February 26, 2008

Lawler's The Faithful Departed

Read “The Faithful Departed” about the destruction of Boston Catholic culture. This book certainly exercises your "forgiveness muscle" given outrages that make you want to scream -- all those children's lives who were so needless scarred. It is amazing that Cardinal Law could get the Vatican equivalent of a CEO’s golden parachute. It’s hard to watch the hierarchy function like a business, in which those at the top suffer little from their sins while those at the bottom, those who were victims of priest sex abuse, suffer disproportionately. But that is the way this world works. Justice doesn’t happen in this world, it happens in the next, even in ecclesiastical matters.

Reading this book I finally “get” the existence of the magazine New Oxford Review. It always seemed over-the-top in its meanspiritedness but then I was mostly unaware of the liturgical craziness that occurred in the late ‘70s and ‘80s both out of ignorance and not having a clear picture that there was anything but liturgical craziness. (i.e. “We didn’t know we were poor because it was all we knew…”) But for my elders it must’ve just drove them nearly mad and the New Oxford Review must’ve served as a place to vent, a sort of “parody is therapy” model.

Reading the book you also get a really good insight into how useless we are apart from Christ. There’s a tendency to imagine that the people of God complement each other, each of us having different strengths -- but that just as easily plays out like it did with the sex scandal – our differing weaknesses combining to bring disaster: the ruthless lust of a small percentage of pedophile priests combined with the timidity of the bishops bent on protecting the Church’s image. If there is an imminent chastisement it's hard to see it as not justified.

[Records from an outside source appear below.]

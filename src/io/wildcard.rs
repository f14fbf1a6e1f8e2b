//! Source list expansion.
//!
//! A source specification is a `;`-separated list. Each entry is a path, `-`
//! for standard input, or a path whose file name contains `*` or `?`.
//! Wildcard entries expand to the matching files of the directory in sorted
//! order.

use crate::error::{FlowError, Result};
use crate::io::source::SourceSpec;
use regex::Regex;
use std::path::{Path, PathBuf};

pub fn has_wildcard(text: &str) -> bool {
    text.contains(['*', '?'])
}

/// Anchored regex equivalent of a file name pattern.
pub fn wildcard_regex(pattern: &str) -> Result<Regex> {
    let mut re = String::with_capacity(pattern.len() + 8);
    re.push('^');
    for c in pattern.chars() {
        match c {
            '*' => re.push_str(".*"),
            '?' => re.push('.'),
            c => re.push_str(&regex::escape(&c.to_string())),
        }
    }
    re.push('$');
    Regex::new(&re)
        .map_err(|e| FlowError::Configuration(format!("Invalid wildcard '{}': {}", pattern, e)))
}

/// Expand a `;`-separated source specification.
pub fn resolve_sources(spec: &str) -> Result<Vec<SourceSpec>> {
    let mut sources = Vec::new();
    for entry in spec.split(';').map(str::trim).filter(|e| !e.is_empty()) {
        if entry == "-" {
            sources.push(SourceSpec::Stdin);
            continue;
        }
        if !has_wildcard(entry) {
            sources.push(SourceSpec::File(PathBuf::from(entry)));
            continue;
        }

        let matches = expand(Path::new(entry))?;
        if matches.is_empty() {
            tracing::warn!("Wildcard '{}' matched no files", entry);
        }
        sources.extend(matches.into_iter().map(SourceSpec::File));
    }
    Ok(sources)
}

fn expand(path: &Path) -> Result<Vec<PathBuf>> {
    let dir = match path.parent() {
        Some(p) if !p.as_os_str().is_empty() => p,
        _ => Path::new("."),
    };
    if has_wildcard(&dir.to_string_lossy()) {
        return Err(FlowError::Configuration(format!(
            "Wildcards are only supported in file names: '{}'",
            path.display()
        )));
    }
    let pattern = path
        .file_name()
        .map(|n| n.to_string_lossy().into_owned())
        .unwrap_or_default();
    let re = wildcard_regex(&pattern)?;

    let entries = match std::fs::read_dir(dir) {
        Ok(entries) => entries,
        Err(e) if e.kind() == std::io::ErrorKind::NotFound => return Ok(Vec::new()),
        Err(e) => return Err(FlowError::source(dir.display().to_string(), e)),
    };

    let mut matches = Vec::new();
    for entry in entries {
        let entry = entry.map_err(|e| FlowError::source(dir.display().to_string(), e))?;
        let is_file = entry.file_type().map(|t| t.is_file()).unwrap_or(false);
        if is_file && re.is_match(&entry.file_name().to_string_lossy()) {
            matches.push(entry.path());
        }
    }
    matches.sort();
    Ok(matches)
}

The irony is that even when we try to play the secular game we lose. If bishops, as a group, acted mostly as businessmen they missed the obvious fact that they were leaving themselves in an extremely vulnerable position given how we’ve became a society dominated by lawyers over the past four decades. A good businessman would’ve recognized his risk and acted accordingly. (They would seem to have had sufficient notice.) We live in a society now where sin and mistakes are punished severely by lawyers and courts, for we live in an "attorology", rule by lawyers.

Ultimately there's no greater "take away message" than we are helpless without Christ and that we can do nothing without Him.